Making a case for virtual patching

The period during which businesses work to install security patches to protect IT systems from attack undeniably remains one of the most vulnerable timeframes for many companies - but a recently-launched start-up selling a virtual patching alternative claims to have found a solution to the problem.

Share

The period during which businesses work to install security patches to protect IT systems from attack undeniably remains one of the most vulnerable timeframes for many companies - but a recently-launched start-up selling a virtual patching alternative claims to have found a solution to the problem.

Dubbed Sentrigo and launched in November 2006, the Israeli firm contends that by adding a layer of host-based activity monitoring and intrusion protection technology on top of almost any commercial database, it can beat back attempts to take advantage of both known vulnerabilities and so-called zero day flaws in the systems.

Rather than struggling to deploy the latest patch from Oracle, IBM, or any other database vendor quickly - and potentially throwing business-critical systems offline in the process - Sentrigo executives say that the virtual patching functionality built into its Hedgehog Enterprise package allows companies to stay protected while assessing their options.

While the company is only in the process of signing up its initial customers, its leaders maintain that the firm can quickly become a major player in the database security market simply through the addition of virtual patching to other more traditional tools.

Because the technology sits on top of the database itself and becomes conditioned to the type of activity such a system experiences on a daily basis, the product can easily spot any suspicious commands and block attacks in real time, Sentrigo officials said.

Sophisticated database hacks, often delivered in the form of hard-to-notice Trojan threats, are frequently able to circumvent security systems by laying low until the moment they have been programmed to strike.

By using virtual patching to defend the very flaws such attacks try to take advantage of at the time they are being exploited, said Slavik Markovich, the company's CTO, the problem can be essentially defeated.

"Turnaround of database patch deployment within enterprises can take months as everything is tested, and we also see a lot of vendors re-issuing patches, so there is a lot of grey area that hackers can take advantage of, and we see them actively trying to do this," Markovich said. "Because our technology sits in the database monitoring transactions, it can respond immediately and use virtual patching to contain any vulnerabilities right as they're being attacked."

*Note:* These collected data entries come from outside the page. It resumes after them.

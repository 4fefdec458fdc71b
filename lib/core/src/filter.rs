// Conjunctive record filters for the search endpoint
use crate::states::match_state;
use crate::stats::SearchStatistics;
use crate::{ArtisanRecord, RecordStore};
use serde::{Deserialize, Deserializer, Serialize};
use serde_json::Value;
use std::cmp::Ordering;

pub const DEFAULT_LIMIT: usize = 20;

pub trait Filter {
    fn matches(&self, record: &ArtisanRecord) -> bool;
}

/// A single predicate over an artisan record
#[derive(Debug, Clone, PartialEq)]
pub enum FilterCondition {
    State(String),
    DistrictContains(String),
    CraftContains(String),
    NameContains(String),
    LanguageContains(String),
    ClusterContains(String),
    AgeAtLeast(u32),
    AgeAtMost(u32),
    GenderIs(String),
    PhoneAvailable(bool),
    And(Vec<FilterCondition>),
}

pub struct ArtisanFilter {
    condition: FilterCondition,
}

impl ArtisanFilter {
    pub fn new(condition: FilterCondition) -> Self {
        Self { condition }
    }

    fn contains(haystack: &str, needle: &str) -> bool {
        haystack.to_lowercase().contains(&needle.trim().to_lowercase())
    }

    fn matches_condition(condition: &FilterCondition, record: &ArtisanRecord) -> bool {
        match condition {
            FilterCondition::State(query) => match_state(query, record.state()),
            FilterCondition::DistrictContains(q) => Self::contains(record.district(), q),
            FilterCondition::CraftContains(q) => Self::contains(&record.craft_type, q),
            FilterCondition::NameContains(q) => Self::contains(&record.name, q),
            FilterCondition::LanguageContains(q) => record.speaks(q.trim()),
            FilterCondition::ClusterContains(q) => Self::contains(&record.cluster_code, q),
            FilterCondition::AgeAtLeast(min) => record.age >= *min,
            FilterCondition::AgeAtMost(max) => record.age <= *max,
            FilterCondition::GenderIs(g) => record.gender.trim().eq_ignore_ascii_case(g.trim()),
            FilterCondition::PhoneAvailable(want) => record.contact.phone_available == *want,
            FilterCondition::And(conditions) => {
                conditions.iter().all(|c| Self::matches_condition(c, record))
            }
        }
    }
}

impl Filter for ArtisanFilter {
    fn matches(&self, record: &ArtisanRecord) -> bool {
        Self::matches_condition(&self.condition, record)
    }
}

#[derive(Debug, Clone, Copy, PartialEq, Eq, Serialize)]
#[serde(rename_all = "lowercase")]
pub enum SortKey {
    Name,
    Age,
    State,
    Craft,
}

impl SortKey {
    pub fn parse(raw: &str) -> Option<Self> {
        match raw.trim().to_lowercase().as_str() {
            "name" => Some(SortKey::Name),
            "age" => Some(SortKey::Age),
            "state" => Some(SortKey::State),
            "craft" | "craft_type" => Some(SortKey::Craft),
            _ => None,
        }
    }

    fn compare(&self, a: &ArtisanRecord, b: &ArtisanRecord) -> Ordering {
        match self {
            SortKey::Name => a.name.to_lowercase().cmp(&b.name.to_lowercase()),
            SortKey::Age => a.age.cmp(&b.age),
            SortKey::State => a.state().to_lowercase().cmp(&b.state().to_lowercase()),
            SortKey::Craft => a.craft_type.to_lowercase().cmp(&b.craft_type.to_lowercase()),
        }
    }
}

/// Search request body.
///
/// Every key is optional. Numeric and boolean fields are lenient: values of
/// the wrong type are treated as absent rather than rejected.
#[derive(Debug, Clone, Default, Deserialize)]
pub struct SearchFilters {
    #[serde(default, deserialize_with = "lenient::text")]
    pub state: Option<String>,
    #[serde(default, deserialize_with = "lenient::text")]
    pub district: Option<String>,
    #[serde(default, deserialize_with = "lenient::text")]
    pub craft_type: Option<String>,
    #[serde(default, deserialize_with = "lenient::text")]
    pub name: Option<String>,
    #[serde(default, deserialize_with = "lenient::text")]
    pub language: Option<String>,
    #[serde(default, deserialize_with = "lenient::text")]
    pub cluster_code: Option<String>,
    #[serde(default, deserialize_with = "lenient::number")]
    pub age_min: Option<u32>,
    #[serde(default, deserialize_with = "lenient::number")]
    pub age_max: Option<u32>,
    #[serde(default, deserialize_with = "lenient::text")]
    pub gender: Option<String>,
    #[serde(default, deserialize_with = "lenient::boolean")]
    pub phone_available: Option<bool>,
    #[serde(default, deserialize_with = "lenient::text")]
    pub sort_by: Option<String>,
    #[serde(default, deserialize_with = "lenient::text")]
    pub sort_order: Option<String>,
    #[serde(default, deserialize_with = "lenient::number")]
    pub limit: Option<usize>,
    #[serde(default, deserialize_with = "lenient::number")]
    pub offset: Option<usize>,
}

impl SearchFilters {
    /// Parse a JSON body; anything that is not an object means "no filters"
    pub fn from_json(body: &Value) -> Self {
        serde_json::from_value(body.clone()).unwrap_or_default()
    }

    /// Predicates implied by the supplied keys, in evaluation order
    pub fn conditions(&self) -> Vec<FilterCondition> {
        let mut conditions = Vec::new();
        if let Some(v) = &self.state {
            conditions.push(FilterCondition::State(v.clone()));
        }
        if let Some(v) = &self.district {
            conditions.push(FilterCondition::DistrictContains(v.clone()));
        }
        if let Some(v) = &self.craft_type {
            conditions.push(FilterCondition::CraftContains(v.clone()));
        }
        if let Some(v) = &self.name {
            conditions.push(FilterCondition::NameContains(v.clone()));
        }
        if let Some(v) = &self.language {
            conditions.push(FilterCondition::LanguageContains(v.clone()));
        }
        if let Some(v) = &self.cluster_code {
            conditions.push(FilterCondition::ClusterContains(v.clone()));
        }
        if let Some(v) = self.age_min {
            conditions.push(FilterCondition::AgeAtLeast(v));
        }
        if let Some(v) = self.age_max {
            conditions.push(FilterCondition::AgeAtMost(v));
        }
        if let Some(v) = &self.gender {
            conditions.push(FilterCondition::GenderIs(v.clone()));
        }
        if let Some(v) = self.phone_available {
            conditions.push(FilterCondition::PhoneAvailable(v));
        }
        conditions
    }

    /// Names of the predicate keys that took part in filtering
    pub fn applied_keys(&self) -> Vec<&'static str> {
        [
            ("state", self.state.is_some()),
            ("district", self.district.is_some()),
            ("craft_type", self.craft_type.is_some()),
            ("name", self.name.is_some()),
            ("language", self.language.is_some()),
            ("cluster_code", self.cluster_code.is_some()),
            ("age_min", self.age_min.is_some()),
            ("age_max", self.age_max.is_some()),
            ("gender", self.gender.is_some()),
            ("phone_available", self.phone_available.is_some()),
        ]
        .into_iter()
        .filter_map(|(key, present)| present.then_some(key))
        .collect()
    }

    pub fn sort_key(&self) -> Option<SortKey> {
        self.sort_by.as_deref().and_then(SortKey::parse)
    }

    pub fn descending(&self) -> bool {
        self.sort_order
            .as_deref()
            .map(|o| o.eq_ignore_ascii_case("desc"))
            .unwrap_or(false)
    }

    #[inline]
    pub fn limit(&self) -> usize {
        self.limit.unwrap_or(DEFAULT_LIMIT)
    }

    #[inline]
    pub fn offset(&self) -> usize {
        self.offset.unwrap_or(0)
    }
}

/// One page of search results
#[derive(Debug, Clone, Serialize)]
pub struct SearchPage {
    pub artists: Vec<ArtisanRecord>,
    pub total: usize,
    pub limit: usize,
    pub offset: usize,
    pub has_more: bool,
}

/// Every record satisfying all supplied predicates, sorted if requested
pub fn filter_records<'a>(store: &'a RecordStore, filters: &SearchFilters) -> Vec<&'a ArtisanRecord> {
    let filter = ArtisanFilter::new(FilterCondition::And(filters.conditions()));
    let mut matched: Vec<&ArtisanRecord> = store
        .get_all()
        .iter()
        .filter(|record| filter.matches(record))
        .collect();

    if let Some(key) = filters.sort_key() {
        // `sort_by` is stable, so ties keep source order in both directions
        if filters.descending() {
            matched.sort_by(|a, b| key.compare(b, a));
        } else {
            matched.sort_by(|a, b| key.compare(a, b));
        }
    }

    matched
}

/// Filter, sort and paginate in one step
pub fn search(store: &RecordStore, filters: &SearchFilters) -> (SearchPage, SearchStatistics) {
    let matched = filter_records(store, filters);
    let statistics = SearchStatistics::from_records(matched.iter().copied());
    (paginate(&matched, filters.limit(), filters.offset()), statistics)
}

pub fn paginate(matched: &[&ArtisanRecord], limit: usize, offset: usize) -> SearchPage {
    let total = matched.len();
    let artists = matched
        .iter()
        .skip(offset)
        .take(limit)
        .map(|r| (*r).clone())
        .collect();

    SearchPage {
        artists,
        total,
        limit,
        offset,
        has_more: offset.saturating_add(limit) < total,
    }
}

mod lenient {
    use super::*;

    pub fn text<'de, D: Deserializer<'de>>(d: D) -> Result<Option<String>, D::Error> {
        Ok(match Value::deserialize(d)? {
            Value::String(s) if !s.trim().is_empty() => Some(s),
            _ => None,
        })
    }

    pub fn number<'de, D, T>(d: D) -> Result<Option<T>, D::Error>
    where
        D: Deserializer<'de>,
        T: TryFrom<u64>,
    {
        let raw = match Value::deserialize(d)? {
            Value::Number(n) => n.as_u64().or_else(|| {
                n.as_f64().filter(|f| f.is_finite() && *f >= 0.0).map(|f| f as u64)
            }),
            Value::String(s) => s.trim().parse::<u64>().ok(),
            _ => None,
        };
        Ok(raw.and_then(|v| T::try_from(v).ok()))
    }

    pub fn boolean<'de, D: Deserializer<'de>>(d: D) -> Result<Option<bool>, D::Error> {
        Ok(match Value::deserialize(d)? {
            Value::Bool(b) => Some(b),
            Value::String(s) => match s.trim().to_lowercase().as_str() {
                "true" | "yes" => Some(true),
                "false" | "no" => Some(false),
                _ => None,
            },
            _ => None,
        })
    }
}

At least one other company, Blue Lane Technologies, has also begun offering virtual patching tools, but unlike Sentrigo, the vendor has not pieced the application together with other database security applications, such as vulnerability scanning and auditing.

Hedgehog's virtual patching technique works by using a database's operating system to access the machine's shared memory, which it then scans directly, rather than using APIs to query the system, as many rival technologies would.

Markovich said that he completed a straw poll of database administrators at a recent Oracle customer meeting and found that many enterprises were taking months and even years to get security patches in place, which he cited as a serious trend that has not yet received much publicity.